Mr. McNulty: In this case, I have been advised that they are more appropriately dealt with in PACE code B. Before the hon. Gentleman intervened, I was going to say that although I am not happy with the substance of the hon. Gentleman’s amendment—I think that it is better done in PACE code B—there might be a case for looking in more detail at his amendment, so as to get the import and principle of the notion either on the face of the Bill or in the codes. I accept the starting premise that it goes somewhere. I am not convinced that the PACE codes are the appropriate place for it; I know that that is different from the 2001 Act. I take very seriously the points made about the import of legally privileged documentation.
11.30 am
That is not to say that I am rash enough at this stage to resist the amendment of the hon. Member for Carshalton and Wallington and accept the amendment of the hon. and learned Member for Beaconsfield. I assure the Committee that I will take away and consider the thrust of the subsequent amendment because the matter is so important. I think that the issue should be covered in an amendment to the codes and that it should be looked at in some detail to establish the parameters. In the case of the searches, I am not inclined prescriptively to limit in the Bill—in the way suggested by the amendment—the ability to search and seize in what is, in these five clauses, speculative activity. “I think that I might have reasonable grounds to seize this document” is the thrust of our deliberations. In that spirit, I resist the hon. Gentleman’s amendment—not because he is a Liberal but because of the nature of the amendment—and ask to take back and consider, if the Committee allows me, the thrust of the next amendment from the hon. and learned Member for Beaconsfield.
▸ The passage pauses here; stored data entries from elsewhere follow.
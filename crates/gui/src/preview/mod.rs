//! Product preview viewport.
//!
//! A [`PreviewSession`] bundles everything one rendering of the block needs:
//! surface, pointer listener, orbit rig, render loop, scene and mesh. Sessions
//! are never patched in place. [`PreviewViewport::sync`] is the only
//! transition function and it always releases the old session before it
//! acquires a new one.

pub mod camera;
pub mod controls;
pub mod scene;

use crate::compositor::{Compositor, ListenerId, ListenerKind, SurfaceId, SurfaceKind};
use crate::scheduler::LoopHandle;
use crate::state::form::BlockDimensions;
use crate::state::settings::PreviewSettings;
use crate::viewport::mesh::MeshData;
use camera::OrbitCamera;
use controls::OrbitControls;
use scene::PreviewScene;

/// Where the viewport is placed in the layout. Only a finite, non-empty size
/// counts as a mount point.
#[derive(Debug, Clone, Copy, PartialEq)]
pub struct MountPoint {
    size: [f32; 2],
}

impl MountPoint {
    pub fn new(size: [f32; 2]) -> Option<Self> {
        let valid = size.iter().all(|s| s.is_finite() && *s > 0.0);
        valid.then_some(Self { size })
    }

    pub fn size(&self) -> [f32; 2] {
        self.size
    }
}

/// One live rendering of the block
pub struct PreviewSession {
    dims: BlockDimensions,
    mount: MountPoint,
    pub scene: PreviewScene,
    pub camera: OrbitCamera,
    pub controls: OrbitControls,
    mesh: MeshData,
    surface: SurfaceId,
    pointer: ListenerId,
    render_loop: LoopHandle,
    rotation_speed: f32,
    frames: u64,
}

impl PreviewSession {
    fn build(
        dims: BlockDimensions,
        mount: MountPoint,
        settings: &PreviewSettings,
        compositor: &mut Compositor,
    ) -> Self {
        let scene = PreviewScene::for_block(&dims, settings.background_color);
        let mesh = scene.mesh();
        let camera = OrbitCamera::framing(dims.max_dimension() as f32);
        let controls = OrbitControls::new(mount.size()[1], settings.damping_factor);

        let surface = compositor.mount(SurfaceKind::Viewport, mount.size());
        let pointer = compositor.listen(surface, ListenerKind::Pointer);
        let render_loop = compositor.scheduler_mut().schedule("preview");

        Self {
            dims,
            mount,
            scene,
            camera,
            controls,
            mesh,
            surface,
            pointer,
            render_loop,
            rotation_speed: settings.rotation_speed,
            frames: 0,
        }
    }

    /// Release everything acquired in `build`. Consumes the session.
    fn teardown(mut self, compositor: &mut Compositor) {
        compositor.scheduler_mut().cancel(&mut self.render_loop);
        compositor.unlisten(self.pointer);
        self.controls.dispose();
        compositor.unmount(self.surface);
    }

    /// One animation frame: damping, spin, render request
    pub fn step(&mut self, compositor: &Compositor) -> bool {
        if !compositor.scheduler().is_running(&self.render_loop) {
            return false;
        }
        self.controls.update(&mut self.camera);
        self.scene.rotation_y += self.rotation_speed;
        self.frames += 1;
        true
    }

    pub fn dimensions(&self) -> BlockDimensions {
        self.dims
    }

    pub fn mount(&self) -> MountPoint {
        self.mount
    }

    pub fn surface(&self) -> SurfaceId {
        self.surface
    }

    pub fn mesh(&self) -> &MeshData {
        &self.mesh
    }

    /// Frames rendered by this session
    pub fn frames(&self) -> u64 {
        self.frames
    }
}

/// Result of a [`PreviewViewport::sync`] call
#[derive(Debug, Clone, Copy, PartialEq, Eq)]
pub enum Transition {
    /// Nothing changed
    Unchanged,
    /// First session built
    Built,
    /// Old session torn down, new one built
    Rebuilt,
    /// Mount point went away; session torn down
    Released,
    /// Nothing to do (no mount point, no valid dimensions, or disposed)
    Skipped,
}

/// Viewport lifecycle: `Uninitialized -> Active -> Active' -> ... -> Disposed`
#[derive(Default)]
pub enum PreviewViewport {
    #[default]
    Uninitialized,
    Active(Box<PreviewSession>),
    Disposed,
}

impl PreviewViewport {
    /// Bring the viewport in line with the current dimensions and mount point.
    ///
    /// `dims` is `None` while the form holds unparseable text; the current
    /// session (if any) stays as it is until the input parses again.
    pub fn sync(
        &mut self,
        dims: Option<BlockDimensions>,
        mount: Option<MountPoint>,
        settings: &PreviewSettings,
        compositor: &mut Compositor,
    ) -> Transition {
        if matches!(self, PreviewViewport::Disposed) {
            return Transition::Skipped;
        }

        let Some(mount) = mount else {
            return match std::mem::take(self) {
                PreviewViewport::Active(session) => {
                    session.teardown(compositor);
                    tracing::info!("Preview mount point gone, viewport released");
                    Transition::Released
                }
                other => {
                    *self = other;
                    Transition::Skipped
                }
            };
        };

        if let PreviewViewport::Active(session) = self {
            let same_dims = dims.map_or(true, |d| d == session.dims);
            if same_dims && session.mount == mount {
                return Transition::Unchanged;
            }
        }

        let previous = std::mem::take(self);
        let (dims, transition) = match previous {
            PreviewViewport::Active(session) => {
                let dims = dims.unwrap_or(session.dims);
                session.teardown(compositor);
                (dims, Transition::Rebuilt)
            }
            _ => match dims {
                Some(d) => (d, Transition::Built),
                None => return Transition::Skipped,
            },
        };

        if dims.is_degenerate() {
            tracing::warn!(
                "Previewing degenerate block {}x{}x{}",
                dims.length,
                dims.width,
                dims.height
            );
        }
        let session = PreviewSession::build(dims, mount, settings, compositor);
        tracing::info!(
            "Preview {:?}: {}x{}x{} in",
            transition,
            dims.length,
            dims.width,
            dims.height
        );
        *self = PreviewViewport::Active(Box::new(session));
        transition
    }

    /// Final teardown. Later `sync` calls are no-ops.
    pub fn dispose(&mut self, compositor: &mut Compositor) {
        if let PreviewViewport::Active(session) = std::mem::replace(self, PreviewViewport::Disposed) {
            session.teardown(compositor);
            tracing::info!("Preview disposed");
        }
    }

    pub fn session(&self) -> Option<&PreviewSession> {
        match self {
            PreviewViewport::Active(session) => Some(&**session),
            _ => None,
        }
    }

    pub fn session_mut(&mut self) -> Option<&mut PreviewSession> {
        match self {
            PreviewViewport::Active(session) => Some(&mut **session),
            _ => None,
        }
    }

    pub fn is_active(&self) -> bool {
        matches!(self, PreviewViewport::Active(_))
    }

    pub fn is_disposed(&self) -> bool {
        matches!(self, PreviewViewport::Disposed)
    }

    pub fn step(&mut self, compositor: &Compositor) -> bool {
        self.session_mut().is_some_and(|s| s.step(compositor))
    }
}

#[cfg(test)]
mod tests {
    use super::*;

    fn setup() -> (Compositor, PreviewSettings, MountPoint) {
        (
            Compositor::new([1280.0, 800.0]),
            PreviewSettings::default(),
            MountPoint::new([300.0, 300.0]).unwrap(),
        )
    }

    #[test]
    fn test_mount_point_validation() {
        assert!(MountPoint::new([300.0, 300.0]).is_some());
        assert!(MountPoint::new([0.0, 300.0]).is_none());
        assert!(MountPoint::new([300.0, f32::NAN]).is_none());
        assert!(MountPoint::new([-1.0, 300.0]).is_none());
    }

    #[test]
    fn test_first_sync_builds() {
        let (mut c, s, m) = setup();
        let mut v = PreviewViewport::default();
        let dims = BlockDimensions::new(10.0, 5.0, 2.0);
        assert_eq!(v.sync(Some(dims), Some(m), &s, &mut c), Transition::Built);
        assert!(v.is_active());
        assert_eq!(c.surface_count_of(SurfaceKind::Viewport), 1);
        assert_eq!(c.listener_count_of(ListenerKind::Pointer), 1);
        assert_eq!(c.scheduler().active_count(), 1);
        assert_eq!(v.sync(Some(dims), Some(m), &s, &mut c), Transition::Unchanged);
    }

    #[test]
    fn test_dimension_change_rebuilds_once() {
        let (mut c, s, m) = setup();
        let mut v = PreviewViewport::default();
        v.sync(Some(BlockDimensions::new(10.0, 5.0, 2.0)), Some(m), &s, &mut c);
        let old_surface = v.session().unwrap().surface();

        let t = v.sync(Some(BlockDimensions::new(10.0, 6.0, 2.0)), Some(m), &s, &mut c);
        assert_eq!(t, Transition::Rebuilt);
        assert!(!c.is_mounted(old_surface));
        assert_eq!(c.surface_count(), 1);
        assert_eq!(c.scheduler().active_count(), 1);
        assert_eq!(c.stats().mounted, 2);
        assert_eq!(c.stats().unmounted, 1);
    }

    #[test]
    fn test_unparseable_input_keeps_session() {
        let (mut c, s, m) = setup();
        let mut v = PreviewViewport::default();
        assert_eq!(v.sync(None, Some(m), &s, &mut c), Transition::Skipped);
        v.sync(Some(BlockDimensions::new(1.0, 1.0, 1.0)), Some(m), &s, &mut c);
        assert_eq!(v.sync(None, Some(m), &s, &mut c), Transition::Unchanged);
        assert_eq!(
            v.session().unwrap().dimensions(),
            BlockDimensions::new(1.0, 1.0, 1.0)
        );
    }

    #[test]
    fn test_missing_mount_point() {
        let (mut c, s, m) = setup();
        let mut v = PreviewViewport::default();
        let dims = BlockDimensions::new(1.0, 1.0, 1.0);
        assert_eq!(v.sync(Some(dims), None, &s, &mut c), Transition::Skipped);
        assert_eq!(c.surface_count(), 0);

        v.sync(Some(dims), Some(m), &s, &mut c);
        assert_eq!(v.sync(Some(dims), None, &s, &mut c), Transition::Released);
        assert!(!v.is_active());
        assert_eq!(c.surface_count(), 0);
        assert_eq!(c.listener_count(), 0);
    }

    #[test]
    fn test_dispose_is_terminal() {
        let (mut c, s, m) = setup();
        let mut v = PreviewViewport::default();
        let dims = BlockDimensions::new(1.0, 1.0, 1.0);
        v.sync(Some(dims), Some(m), &s, &mut c);
        v.dispose(&mut c);
        assert!(v.is_disposed());
        assert_eq!(c.surface_count(), 0);
        assert_eq!(c.scheduler().active_count(), 0);
        assert_eq!(v.sync(Some(dims), Some(m), &s, &mut c), Transition::Skipped);
        assert_eq!(c.surface_count(), 0);
        v.dispose(&mut c);
    }

    #[test]
    fn test_step_spins_block() {
        let (mut c, s, m) = setup();
        let mut v = PreviewViewport::default();
        v.sync(Some(BlockDimensions::new(1.0, 1.0, 1.0)), Some(m), &s, &mut c);
        for _ in 0..10 {
            assert!(v.step(&c));
        }
        let session = v.session().unwrap();
        assert_eq!(session.frames(), 10);
        assert!((session.scene.rotation_y - 0.1).abs() < 1e-5);
    }

    #[test]
    fn test_degenerate_dimensions_still_build() {
        let (mut c, s, m) = setup();
        let mut v = PreviewViewport::default();
        let t = v.sync(Some(BlockDimensions::new(0.0, -2.0, 3.0)), Some(m), &s, &mut c);
        assert_eq!(t, Transition::Built);
        assert_eq!(v.session().unwrap().scene.geometry.depth, -2.0);
    }
}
Mr. Heath: Before the hon. and learned Gentleman concludes, I think that what I heard him say was that he accepted the principle of what we were saying, but he does not believe that it should be in the Bill, but in PACE. If that is the case, it is hard to see why what he describes as the limiting effect of our amendment in the Bill will be any less limiting if it were in the PACE codes of conduct instead. That does not seem to make sense to me. If he accepts that there is a rationale for being very circumspect about the use of the powers—and I think that he does accept that and he is right to do so because it might help to avoid subsequent litigation through ECHR—what is the substantive difference? He is perfectly entitled to say that the Government have changed their minds since 2001 and think that it would be better to put it in PACE rather than in the Bill, but not to say that that would have a different effect.
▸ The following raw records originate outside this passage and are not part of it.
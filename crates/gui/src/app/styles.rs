//! Application style configuration

use eframe::egui;

/// Card behind the form and the preview; translucent so the line field
/// shows through
pub const CARD_FILL: egui::Color32 = egui::Color32::from_rgba_premultiplied(18, 18, 22, 215);

/// Configure initial application styles with given font size
pub fn configure_styles(ctx: &egui::Context, font_size: f32) {
    let mut style = (*ctx.style()).clone();

    style.visuals = egui::Visuals::dark();

    style.visuals.window_corner_radius = egui::CornerRadius::same(8);
    style.visuals.widgets.noninteractive.corner_radius = egui::CornerRadius::same(4);
    style.visuals.widgets.inactive.corner_radius = egui::CornerRadius::same(4);
    style.visuals.widgets.hovered.corner_radius = egui::CornerRadius::same(4);
    style.visuals.widgets.active.corner_radius = egui::CornerRadius::same(4);

    style.spacing.item_spacing = egui::vec2(8.0, 6.0);
    style.spacing.button_padding = egui::vec2(10.0, 4.0);

    // Panels are see-through; the background overlay paints the window
    style.visuals.panel_fill = egui::Color32::TRANSPARENT;
    style.visuals.window_fill = egui::Color32::from_rgb(30, 30, 36);
    style.visuals.extreme_bg_color = egui::Color32::from_rgb(12, 12, 16);

    style.visuals.selection.bg_fill = egui::Color32::from_rgb(40, 80, 140);

    apply_text_styles(&mut style, font_size);

    ctx.set_style(style);
}

/// Apply font size to all text styles
pub fn apply_font_size(ctx: &egui::Context, font_size: f32) {
    let mut style = (*ctx.style()).clone();
    apply_text_styles(&mut style, font_size);
    ctx.set_style(style);
}

fn apply_text_styles(style: &mut egui::Style, font_size: f32) {
    let sizes = [
        (egui::TextStyle::Body, egui::FontId::proportional(font_size)),
        (egui::TextStyle::Button, egui::FontId::proportional(font_size)),
        (egui::TextStyle::Small, egui::FontId::proportional(font_size * 0.85)),
        (egui::TextStyle::Heading, egui::FontId::proportional(font_size * 1.3)),
        (egui::TextStyle::Monospace, egui::FontId::monospace(font_size)),
    ];
    for (text_style, font) in sizes {
        style.text_styles.insert(text_style, font);
    }
}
Mr. McNulty: No. Most insults roll off my back, but I will not be accused of being learned. Being accused of being a lawyer—
Mr. Heath: I apologise unreservedly.
Mr. McNulty: Thank you. I repeat that in this case, in the context of these five clauses—I am not talking about a general parallel between this and the other legislation—it would be unduly prescriptive to define the parameters in the Bill in the way in which the amendment does. That is why I was trying to establish the distinction between this amendment and the subsequent one that raises the broad principle, which I endorse. I will seek to return to the Committee to say whether the issue would be more appropriately placed in amendments to the code or in an amendment on Report because the thrust is on the principle. The parameters suggested in the amendment, while going to the point of principle that we all share, are unduly prescriptive in a search activity that potentially is more speculative than otherwise would be the case given what we have already discussed as grounds of reasonable suspicion. Remember, even in the context of privileged documents, we are talking about seizing documents for a very limited time to establish their import and substance and whether it is appropriate and lawful to seize them in the normal fashion having established what the contents are. So, it is slightly narrower than the broader face of things in the other legislation. That is how one is able to agree the principle but not the prescription and solution to the principle in this law. Not unnaturally, I favour my solution. I favour the solution of the hon. Member for Carshalton and Wallington, given that we all agree with the initial principle, less than the solution of the hon. and learned Member for Beaconsfield. I have said, in the emollient spirit that I come to this Committee with, that I shall look in more detail at the one I favour second to my own—that of the hon. Member for Carshalton and Wallington—and I shall not entertain at all that of the hon. and learned Gentleman, not for partisan reasons but for the reasons I have outlined. With your indulgence, Mr. O’Hara, because we have effectively had the debate about the next amendment, for which I apologise, I shall resist the hon. Gentleman’s amendment.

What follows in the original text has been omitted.